Data extracts -
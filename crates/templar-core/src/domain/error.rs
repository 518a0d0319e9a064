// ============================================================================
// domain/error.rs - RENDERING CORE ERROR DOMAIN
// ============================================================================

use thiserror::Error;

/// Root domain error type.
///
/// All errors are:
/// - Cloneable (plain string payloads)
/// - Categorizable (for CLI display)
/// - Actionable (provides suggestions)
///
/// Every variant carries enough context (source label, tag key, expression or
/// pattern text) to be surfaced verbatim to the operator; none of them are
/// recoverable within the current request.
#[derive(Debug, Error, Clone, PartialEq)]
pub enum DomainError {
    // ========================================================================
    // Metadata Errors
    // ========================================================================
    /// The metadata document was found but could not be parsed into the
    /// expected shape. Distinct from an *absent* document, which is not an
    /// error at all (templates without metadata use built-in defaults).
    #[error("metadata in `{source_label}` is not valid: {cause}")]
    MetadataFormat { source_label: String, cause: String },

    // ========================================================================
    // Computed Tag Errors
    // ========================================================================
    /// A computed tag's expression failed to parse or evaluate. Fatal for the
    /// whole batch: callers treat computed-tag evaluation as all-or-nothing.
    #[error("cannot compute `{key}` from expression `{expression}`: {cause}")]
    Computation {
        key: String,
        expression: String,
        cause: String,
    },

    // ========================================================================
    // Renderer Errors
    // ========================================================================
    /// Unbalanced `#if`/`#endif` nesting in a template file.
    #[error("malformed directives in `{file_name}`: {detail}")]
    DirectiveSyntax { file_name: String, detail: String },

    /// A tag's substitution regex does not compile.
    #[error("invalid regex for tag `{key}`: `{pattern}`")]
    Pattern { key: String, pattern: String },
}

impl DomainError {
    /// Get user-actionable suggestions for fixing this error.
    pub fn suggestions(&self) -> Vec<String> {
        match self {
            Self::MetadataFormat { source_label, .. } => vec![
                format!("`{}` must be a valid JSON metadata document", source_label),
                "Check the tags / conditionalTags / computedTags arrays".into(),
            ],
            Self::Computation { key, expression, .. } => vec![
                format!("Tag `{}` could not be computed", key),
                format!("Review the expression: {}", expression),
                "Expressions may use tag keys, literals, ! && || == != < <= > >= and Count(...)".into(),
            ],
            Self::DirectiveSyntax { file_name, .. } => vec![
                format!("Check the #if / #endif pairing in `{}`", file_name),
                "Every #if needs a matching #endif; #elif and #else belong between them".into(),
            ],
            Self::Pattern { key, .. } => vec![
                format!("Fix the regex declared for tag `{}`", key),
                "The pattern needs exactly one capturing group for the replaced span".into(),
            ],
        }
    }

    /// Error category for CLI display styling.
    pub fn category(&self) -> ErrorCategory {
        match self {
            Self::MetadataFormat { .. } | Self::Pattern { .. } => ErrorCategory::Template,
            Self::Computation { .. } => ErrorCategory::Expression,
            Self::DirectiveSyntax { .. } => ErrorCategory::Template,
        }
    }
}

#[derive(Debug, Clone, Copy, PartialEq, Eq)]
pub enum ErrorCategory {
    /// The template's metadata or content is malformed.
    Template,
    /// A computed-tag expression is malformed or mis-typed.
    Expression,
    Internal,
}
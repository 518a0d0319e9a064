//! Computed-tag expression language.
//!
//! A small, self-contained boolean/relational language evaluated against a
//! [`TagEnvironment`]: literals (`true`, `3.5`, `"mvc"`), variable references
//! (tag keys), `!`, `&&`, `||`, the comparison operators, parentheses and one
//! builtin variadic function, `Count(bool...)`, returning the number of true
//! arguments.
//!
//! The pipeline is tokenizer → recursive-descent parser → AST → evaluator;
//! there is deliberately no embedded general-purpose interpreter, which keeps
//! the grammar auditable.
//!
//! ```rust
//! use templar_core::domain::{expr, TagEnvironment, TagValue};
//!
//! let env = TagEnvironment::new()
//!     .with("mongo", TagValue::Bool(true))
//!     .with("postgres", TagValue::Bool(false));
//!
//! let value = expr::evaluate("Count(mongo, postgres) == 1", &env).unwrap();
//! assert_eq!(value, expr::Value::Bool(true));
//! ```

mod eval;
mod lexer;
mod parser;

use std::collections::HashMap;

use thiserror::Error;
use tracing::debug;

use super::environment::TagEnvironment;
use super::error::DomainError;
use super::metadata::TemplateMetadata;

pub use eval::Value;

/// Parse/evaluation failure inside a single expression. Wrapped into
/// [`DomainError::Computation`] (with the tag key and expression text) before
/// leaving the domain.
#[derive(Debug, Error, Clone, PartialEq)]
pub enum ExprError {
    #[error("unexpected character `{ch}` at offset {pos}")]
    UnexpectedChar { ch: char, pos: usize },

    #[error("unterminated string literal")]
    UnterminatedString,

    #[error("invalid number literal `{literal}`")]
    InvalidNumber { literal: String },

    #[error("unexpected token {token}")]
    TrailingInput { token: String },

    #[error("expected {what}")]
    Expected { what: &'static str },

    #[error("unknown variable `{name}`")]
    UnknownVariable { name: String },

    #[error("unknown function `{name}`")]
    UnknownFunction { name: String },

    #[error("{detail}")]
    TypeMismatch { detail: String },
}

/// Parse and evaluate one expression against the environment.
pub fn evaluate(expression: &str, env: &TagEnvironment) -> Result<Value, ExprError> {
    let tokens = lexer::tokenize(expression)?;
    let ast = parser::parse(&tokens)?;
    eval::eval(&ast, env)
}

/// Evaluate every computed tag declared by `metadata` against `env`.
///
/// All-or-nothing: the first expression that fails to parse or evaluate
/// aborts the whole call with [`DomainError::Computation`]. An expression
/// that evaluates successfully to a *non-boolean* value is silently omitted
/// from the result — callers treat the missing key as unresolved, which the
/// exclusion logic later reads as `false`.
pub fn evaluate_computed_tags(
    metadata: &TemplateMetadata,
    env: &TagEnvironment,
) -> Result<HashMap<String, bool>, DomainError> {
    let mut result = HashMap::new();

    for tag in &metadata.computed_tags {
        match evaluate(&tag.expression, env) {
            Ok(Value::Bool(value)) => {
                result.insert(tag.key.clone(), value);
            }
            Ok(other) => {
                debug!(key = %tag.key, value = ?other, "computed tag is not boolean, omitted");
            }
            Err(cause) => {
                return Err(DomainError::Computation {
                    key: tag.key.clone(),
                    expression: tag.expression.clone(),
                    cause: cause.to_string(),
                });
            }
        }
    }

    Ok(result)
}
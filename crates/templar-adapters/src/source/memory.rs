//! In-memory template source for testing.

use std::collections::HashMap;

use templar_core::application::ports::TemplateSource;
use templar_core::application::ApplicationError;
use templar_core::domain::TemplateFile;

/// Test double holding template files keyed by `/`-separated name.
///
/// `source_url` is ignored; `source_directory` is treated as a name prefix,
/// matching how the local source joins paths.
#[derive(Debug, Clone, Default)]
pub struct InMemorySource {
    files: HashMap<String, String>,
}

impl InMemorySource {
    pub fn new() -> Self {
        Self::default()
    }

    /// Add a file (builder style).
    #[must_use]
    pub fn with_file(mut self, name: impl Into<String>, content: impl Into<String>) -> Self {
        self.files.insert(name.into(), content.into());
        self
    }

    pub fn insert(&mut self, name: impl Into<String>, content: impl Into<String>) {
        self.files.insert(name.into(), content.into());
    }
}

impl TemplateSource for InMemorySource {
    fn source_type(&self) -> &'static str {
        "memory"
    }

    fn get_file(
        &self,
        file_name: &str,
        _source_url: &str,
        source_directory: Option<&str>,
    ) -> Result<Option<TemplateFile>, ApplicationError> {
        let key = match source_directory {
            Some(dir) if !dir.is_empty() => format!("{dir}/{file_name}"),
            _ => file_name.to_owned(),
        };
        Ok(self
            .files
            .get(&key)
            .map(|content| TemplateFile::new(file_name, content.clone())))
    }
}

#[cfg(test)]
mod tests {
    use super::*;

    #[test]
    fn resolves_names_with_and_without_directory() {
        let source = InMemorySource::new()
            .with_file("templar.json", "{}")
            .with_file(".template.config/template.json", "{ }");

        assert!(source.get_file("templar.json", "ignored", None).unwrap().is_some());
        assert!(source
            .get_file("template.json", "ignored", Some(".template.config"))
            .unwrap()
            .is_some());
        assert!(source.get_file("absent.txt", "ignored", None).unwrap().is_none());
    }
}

What you are asked to do - The required output is the exact run of lines from the beginning of the records to the line with "the current request.", that line included.

Exercise response -
filename crates/templar-core/src/domain/error.rs
repository 518a0d0319e9a064
// ============================================================================
// domain/error.rs - RENDERING CORE ERROR DOMAIN
// ============================================================================

use thiserror::Error;

/// Root domain error type.
///
/// All errors are:
/// - Cloneable (plain string payloads)
/// - Categorizable (for CLI display)
/// - Actionable (provides suggestions)
///
/// Every variant carries enough context (source label, tag key, expression or
/// pattern text) to be surfaced verbatim to the operator; none of them are
/// recoverable within the current request.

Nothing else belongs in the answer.